Each entry listed below should be reproduced word for word.

------------------------------------------------------------

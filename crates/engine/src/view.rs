use crate::story::{Scene, SceneId};

pub const DEFAULT_RESTART_LABEL: &str = "Начать сначала";

#[derive(Debug, Clone, PartialEq, Eq)]
pub enum NavAction {
    Choose(SceneId),
    Restart,
}

#[derive(Debug, Clone, PartialEq, Eq)]
pub struct SceneControl<'a> {
    pub label: &'a str,
    pub action: NavAction,
}

/// What a frontend shows for one scene. Choice controls and the restart
/// control are mutually exclusive.
#[derive(Debug, Clone, PartialEq, Eq)]
pub struct SceneView<'a> {
    pub title: Option<&'a str>,
    pub image: &'a str,
    pub body: &'a str,
    pub controls: Vec<SceneControl<'a>>,
}

impl SceneView<'_> {
    pub fn is_terminal(&self) -> bool {
        matches!(self.controls.as_slice(), [control] if control.action == NavAction::Restart)
    }
}

pub fn project_scene<'a>(scene: &'a Scene, restart_label: &'a str) -> SceneView<'a> {
    let controls = if scene.choices.is_empty() {
        vec![SceneControl {
            label: restart_label,
            action: NavAction::Restart,
        }]
    } else {
        scene
            .choices
            .iter()
            .map(|choice| SceneControl {
                label: choice.label.as_str(),
                action: NavAction::Choose(choice.target.clone()),
            })
            .collect()
    };

    SceneView {
        title: scene.title.as_deref(),
        image: scene.image.as_str(),
        body: scene.text.as_str(),
        controls,
    }
}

------------------------------------------------------------

Written solution:
filename crates/engine/src/view.rs
use crate::story::{Scene, SceneId};

pub const DEFAULT_RESTART_LABEL: &str = "Начать сначала";

#[derive(Debug, Clone, PartialEq, Eq)]
pub enum NavAction {
    Choose(SceneId),
    Restart,
}

#[derive(Debug, Clone, PartialEq, Eq)]
pub struct SceneControl<'a> {
    pub label: &'a str,
    pub action: NavAction,
}

/// What a frontend shows for one scene. Choice controls and the restart
/// control are mutually exclusive.
#[derive(Debug, Clone, PartialEq, Eq)]
pub struct SceneView<'a> {
    pub title: Option<&'a str>,
    pub image: &'a str,
    pub body: &'a str,
    pub controls: Vec<SceneControl<'a>>,
}

impl SceneView<'_> {
    pub fn is_terminal(&self) -> bool {
        matches!(self.controls.as_slice(), [control] if control.action == NavAction::Restart)
    }
}

pub fn project_scene<'a>(scene: &'a Scene, restart_label: &'a str) -> SceneView<'a> {
    let controls = if scene.choices.is_empty() {
        vec![SceneControl {
            label: restart_label,
            action: NavAction::Restart,
        }]
    } else {
        scene
            .choices
            .iter()
            .map(|choice| SceneControl {
                label: choice.label.as_str(),
                action: NavAction::Choose(choice.target.clone()),
            })
            .collect()
    };

    SceneView {
        title: scene.title.as_deref(),
        image: scene.image.as_str(),
        body: scene.text.as_str(),
        controls,
    }
}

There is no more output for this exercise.